I’m sure you have read numerous articles, publications, and perhaps even testimonies on the amazing gift of NFP. But, what I would like to share with you, is the part of NFP that I find the both the most difficult and the most fulfilling, the sacrifice. Because, it is the sacrifice that binds me to God.

In all forms of Natural Family Planning, there is a period of abstinence if you and your spouse have discerned that it is necessary for you to avoid pregnancy. Society often tells us that abstinence, especially inside of marriage has no place, that it is unrealistic. But, our Mother Church, and less importantly me, will tell you quite the opposite. When you can look at your spouse, the most desirable person in the world and say to him or her, “I love you so much that I will give up my worldly desires for you”, well, what more is there? What more could you possibly say that could better mean “I love you”.

Is this period of abstinence difficult? Well, yes, sometimes. But just as we offer our Lord a sacrifice during this Lenten season out of love, can we not offer sacrifices for those on Earth whom we love?
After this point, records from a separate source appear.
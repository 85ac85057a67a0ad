// src/application/commands/articles/truncate.rs
use super::ArticleCommandService;
use crate::{application::error::ApplicationResult, domain::article::RemoteResponse};

impl ArticleCommandService {
    /// `DELETE /articles`. Only the remote table is emptied; an
    /// `ArticleCollection` already loaded keeps its entries until the caller
    /// clears it.
    pub async fn truncate_table(&self) -> ApplicationResult<RemoteResponse> {
        let response = self.remote.truncate().await?;
        tracing::info!(%response, "article table truncated");
        Ok(response)
    }
}
// src/domain/article/value_objects.rs
use crate::domain::errors::{DomainError, DomainResult};
use chrono::{DateTime, NaiveDate, NaiveDateTime, SecondsFormat, Utc};
use serde_json::Value;
use std::fmt;

#[derive(Debug, Clone, Copy, PartialEq, Eq, Hash)]
pub struct ArticleId(i64);

impl ArticleId {
    pub fn new(id: i64) -> DomainResult<Self> {
        if id <= 0 {
            Err(DomainError::Validation(
                "article id must be positive".into(),
            ))
        } else {
            Ok(Self(id))
        }
    }

    /// Accepts the numeric ids the backend emits as well as their string form.
    pub fn from_value(value: &Value) -> DomainResult<Self> {
        let id = match value {
            Value::Number(number) => number.as_i64(),
            Value::String(text) => text.trim().parse::<i64>().ok(),
            _ => None,
        }
        .ok_or_else(|| DomainError::MalformedRow(format!("article_id is not an integer: {value}")))?;

        Self::new(id).map_err(|_| DomainError::MalformedRow(format!("article_id must be positive: {id}")))
    }

    pub fn get(self) -> i64 {
        self.0
    }
}

impl From<ArticleId> for i64 {
    fn from(value: ArticleId) -> Self {
        value.0
    }
}

impl fmt::Display for ArticleId {
    fn fmt(&self, f: &mut fmt::Formatter<'_>) -> fmt::Result {
        write!(f, "{}", self.0)
    }
}

/// Publication timestamp exactly as the backend or seed file spelled it, with
/// the parsed instant when the text is a recognisable date.
#[derive(Debug, Clone, PartialEq, Eq)]
pub struct PublishedOn {
    raw: String,
    parsed: Option<DateTime<Utc>>,
}

impl PublishedOn {
    pub fn parse(raw: impl Into<String>) -> Self {
        let raw = raw.into();
        let parsed = parse_timestamp(raw.trim());
        Self { raw, parsed }
    }

    pub fn from_datetime(at: DateTime<Utc>) -> Self {
        Self {
            raw: at.to_rfc3339_opts(SecondsFormat::Secs, true),
            parsed: Some(at),
        }
    }

    pub fn as_str(&self) -> &str {
        &self.raw
    }

    pub fn timestamp(&self) -> Option<DateTime<Utc>> {
        self.parsed
    }

    /// Only the empty string counts as unpublished; whitespace is a value.
    pub fn is_set(&self) -> bool {
        !self.raw.is_empty()
    }

    pub fn into_inner(self) -> String {
        self.raw
    }
}

impl fmt::Display for PublishedOn {
    fn fmt(&self, f: &mut fmt::Formatter<'_>) -> fmt::Result {
        f.write_str(&self.raw)
    }
}

fn parse_timestamp(raw: &str) -> Option<DateTime<Utc>> {
    if raw.is_empty() {
        return None;
    }
    if let Ok(at) = DateTime::parse_from_rfc3339(raw) {
        return Some(at.with_timezone(&Utc));
    }
    if let Ok(at) = NaiveDateTime::parse_from_str(raw, "%Y-%m-%dT%H:%M:%S%.f") {
        return Some(at.and_utc());
    }
    if let Ok(at) = NaiveDateTime::parse_from_str(raw, "%Y-%m-%d %H:%M:%S%.f") {
        return Some(at.and_utc());
    }
    NaiveDate::parse_from_str(raw, "%Y-%m-%d")
        .ok()
        .and_then(|date| date.and_hms_opt(0, 0, 0))
        .map(|at| at.and_utc())
}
When you view a time of abstinence of sacrifice through the eyes of our Lord, it becomes beautiful, sanctifying, and you even look forward to this time.

If in your marriage, you have not opened yourself up to this gift from the Church, I encourage you to think about it, pray about it, and discuss with your spouse and priest this opportunity. Use these 40 days of fasting as a starting point for your NFP journey, consider it a trial run, for there is no greater love than dying to one’s self for Him.

If you and your spouse practice NFP, I ask you to recommit during this Lenten season. Read a new book on marriage and love, take a new NFP class or meet with your instructor for a brush up, sit down with your spouse and look over your charts, or make a decision to discuss your chart with your spouse each night.

May God bless you on your journey during this holy season.